To say she knew nothing about it would be to tell a lie. Susan dealt plainly enough with herself now, not even to cover it with the more respectable name of falsehood, and it was so hard to escape Miss Ashton if she were once on the track; she would find 119 out, and if she did not expel her too, she would never respect her again.
It must be acknowledged, Susan’s was a hard place; but she is not the first, and will by no means be the last, to learn that the way of the transgressor is often very, very hard.
“I don’t care,” was Susan’s conclusion, after some hours of painful thought. “Thanksgiving is most here, and she’ll forget it before we come back.”
CHAPTER XIX.
DETECTIVES AT WORK.
Miss Ashton’s forgetfulness was not of a kind to be depended upon. Mr. Stanton, the janitor, had come to her a few days after the sleigh-ride to tell her that he had found a back window unlocked; that he was sure he had locked it carefully before going to bed, and that under the window was the print of footsteps.
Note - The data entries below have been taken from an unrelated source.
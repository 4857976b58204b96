use crate::error::{parse_error, AgentResult, Error};
use chrono::{
    DateTime, Duration, FixedOffset, LocalResult, NaiveDate, NaiveDateTime, SecondsFormat,
    TimeZone, Utc,
};
use chrono_tz::Tz;
use serde::{Deserialize, Deserializer, Serialize, Serializer};
use std::fmt;
use std::str::FromStr;
use std::sync::Arc;
use tracing::warn;

/// Source of the current time
pub type Clock = Arc<dyn Fn() -> DateTime<Utc> + Send + Sync>;

/// Format used for timestamps without an offset
const FLOATING_FORMAT: &str = "%Y-%m-%dT%H:%M:%S";

/// Accepted layouts for timestamps without an offset
const FLOATING_LAYOUTS: [&str; 3] = ["%Y-%m-%dT%H:%M:%S%.f", "%Y-%m-%dT%H:%M", "%Y-%m-%d %H:%M:%S"];

/// An ISO-8601 timestamp as produced by the language model
///
/// Floating timestamps carry no offset and are read in the user's timezone.
#[derive(Debug, Clone, Copy, PartialEq, Eq)]
pub enum Timestamp {
    Floating(NaiveDateTime),
    Fixed(DateTime<FixedOffset>),
}

impl Timestamp {
    /// Shift the timestamp by a duration, keeping its kind
    pub fn plus(self, duration: Duration) -> AgentResult<Self> {
        let shifted = match self {
            Timestamp::Floating(dt) => dt.checked_add_signed(duration).map(Timestamp::Floating),
            Timestamp::Fixed(dt) => dt.checked_add_signed(duration).map(Timestamp::Fixed),
        };
        shifted.ok_or_else(|| parse_error(&format!("{} plus {} is out of range", self, duration)))
    }

    /// Whether the timestamp carries an explicit offset
    pub fn is_floating(&self) -> bool {
        matches!(self, Timestamp::Floating(_))
    }

    /// Resolve the timestamp to an instant in the given timezone
    pub fn in_timezone(&self, tz: Tz) -> AgentResult<DateTime<Tz>> {
        match self {
            Timestamp::Fixed(dt) => Ok(dt.with_timezone(&tz)),
            Timestamp::Floating(naive) => match tz.from_local_datetime(naive) {
                LocalResult::Single(dt) => Ok(dt),
                // Repeated hour at a DST change, take the first occurrence
                LocalResult::Ambiguous(earliest, _) => Ok(earliest),
                LocalResult::None => Err(parse_error(&format!(
                    "{} does not exist in {}",
                    self, tz
                ))),
            },
        }
    }

    /// RFC 3339 representation with an explicit offset
    pub fn to_rfc3339(&self, tz: Tz) -> AgentResult<String> {
        Ok(self
            .in_timezone(tz)?
            .to_rfc3339_opts(SecondsFormat::Secs, true))
    }
}

impl FromStr for Timestamp {
    type Err = Error;

    fn from_str(s: &str) -> Result<Self, Self::Err> {
        let s = s.trim();

        if let Ok(dt) = DateTime::parse_from_rfc3339(s) {
            return Ok(Timestamp::Fixed(dt));
        }

        for layout in FLOATING_LAYOUTS {
            if let Ok(dt) = NaiveDateTime::parse_from_str(s, layout) {
                return Ok(Timestamp::Floating(dt));
            }
        }

        // A bare date means the start of that day
        if let Ok(date) = NaiveDate::parse_from_str(s, "%Y-%m-%d") {
            if let Some(dt) = date.and_hms_opt(0, 0, 0) {
                return Ok(Timestamp::Floating(dt));
            }
        }

        Err(parse_error(&format!("Invalid timestamp: {}", s)))
    }
}

impl fmt::Display for Timestamp {
    fn fmt(&self, f: &mut fmt::Formatter<'_>) -> fmt::Result {
        match self {
            Timestamp::Floating(dt) => write!(f, "{}", dt.format(FLOATING_FORMAT)),
            Timestamp::Fixed(dt) => write!(f, "{}", dt.to_rfc3339_opts(SecondsFormat::Secs, true)),
        }
    }
}

impl Serialize for Timestamp {
    fn serialize<S: Serializer>(&self, serializer: S) -> Result<S::Ok, S::Error> {
        serializer.collect_str(self)
    }
}

impl<'de> Deserialize<'de> for Timestamp {
    fn deserialize<D: Deserializer<'de>>(deserializer: D) -> Result<Self, D::Error> {
        let s = String::deserialize(deserializer)?;
        s.parse().map_err(serde::de::Error::custom)
    }
}

/// Parse an IANA timezone name, falling back when it is missing or unknown
pub fn parse_timezone(name: Option<&str>, fallback: Tz) -> Tz {
    match name.map(str::trim).filter(|n| !n.is_empty()) {
        Some(name) => name.parse().unwrap_or_else(|_| {
            warn!("Unknown timezone {}, using {}", name, fallback);
            fallback
        }),
        None => fallback,
    }
}

/// Human readable start time shown in confirmations
pub fn localize(timestamp: &Timestamp, tz: Tz) -> String {
    match timestamp.in_timezone(tz) {
        Ok(dt) => dt.format("%a, %b %-d, %Y at %-I:%M %p").to_string(),
        Err(_) => timestamp.to_string(),
    }
}
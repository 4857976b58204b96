use crate::components::{GeminiModel, GoogleWorkspaceClient};
use crate::config::Config;
use crate::error::{config_error, Error};
use crate::server::{router, AppState};
use crate::shutdown;
use std::net::SocketAddr;
use std::sync::Arc;
use std::time::Duration;
use tracing::{error, info};
use tracing_subscriber::{EnvFilter, FmtSubscriber};

/// Initialize logging with environment-based configuration
pub fn init_logging() -> miette::Result<()> {
    let subscriber = FmtSubscriber::builder()
        .with_env_filter(
            EnvFilter::try_from_default_env()
                .unwrap_or_else(|_| EnvFilter::new("info,tower_http=debug")),
        )
        .finish();

    tracing::subscriber::set_global_default(subscriber)
        .map_err(|e| Error::Other(format!("Failed to set up logging: {}", e)))?;

    Ok(())
}

/// Load the application config
pub fn load_config() -> miette::Result<Config> {
    match Config::load() {
        Ok(config) => Ok(config),
        Err(e) => {
            error!("Failed to load configuration: {:?}", e);
            Err(e.into())
        }
    }
}

/// Build the production pipeline: Gemini for intents, Google APIs for actions
pub fn build_state(config: Config) -> miette::Result<AppState> {
    let client = reqwest::Client::builder()
        .timeout(Duration::from_secs(config.request_timeout_secs))
        .build()
        .map_err(|e| config_error(&format!("Failed to build HTTP client: {}", e)))?;

    let model = Arc::new(GeminiModel::with_client(client.clone(), &config));
    let backend = Arc::new(GoogleWorkspaceClient::with_client(client, &config));

    Ok(AppState::new(config, model, backend))
}

/// Bind the listener and serve until a shutdown signal arrives
pub async fn start_server(config: Config) -> miette::Result<()> {
    rust_i18n::set_locale(&config.locale);
    info!("Setting locale to {}", config.locale);

    let addr: SocketAddr = format!("{}:{}", config.bind_address, config.port)
        .parse()
        .map_err(|e| config_error(&format!("Invalid bind address: {}", e)))?;

    let state = build_state(config)?;
    let app = router(state);

    let listener = tokio::net::TcpListener::bind(addr).await.map_err(Error::from)?;
    info!("Listening on {}", addr);

    axum::serve(listener, app)
        .with_graceful_shutdown(shutdown::wait_for_signal())
        .await
        .map_err(Error::from)?;

    info!("Server shut down");
    Ok(())
}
He “kind o’ hated,” he said, “to be a-telling on the gals, but then, agin, he hadn’t been there nigh eighteen years without learning that gals were gals, as well as boys were boys, and weren’t allers—not zactly allers—doin’ jist right; perhaps it was best to let Miss Ashton know, and then—there now—he hated to do it awfully. If the gals found it out it might set ’em agin him.”
“Mr. Stanton,” said Miss Ashton gravely, “if you had made this discovery and kept it to yourself, you would have lost your place in twenty-four hours. Please show me the window.”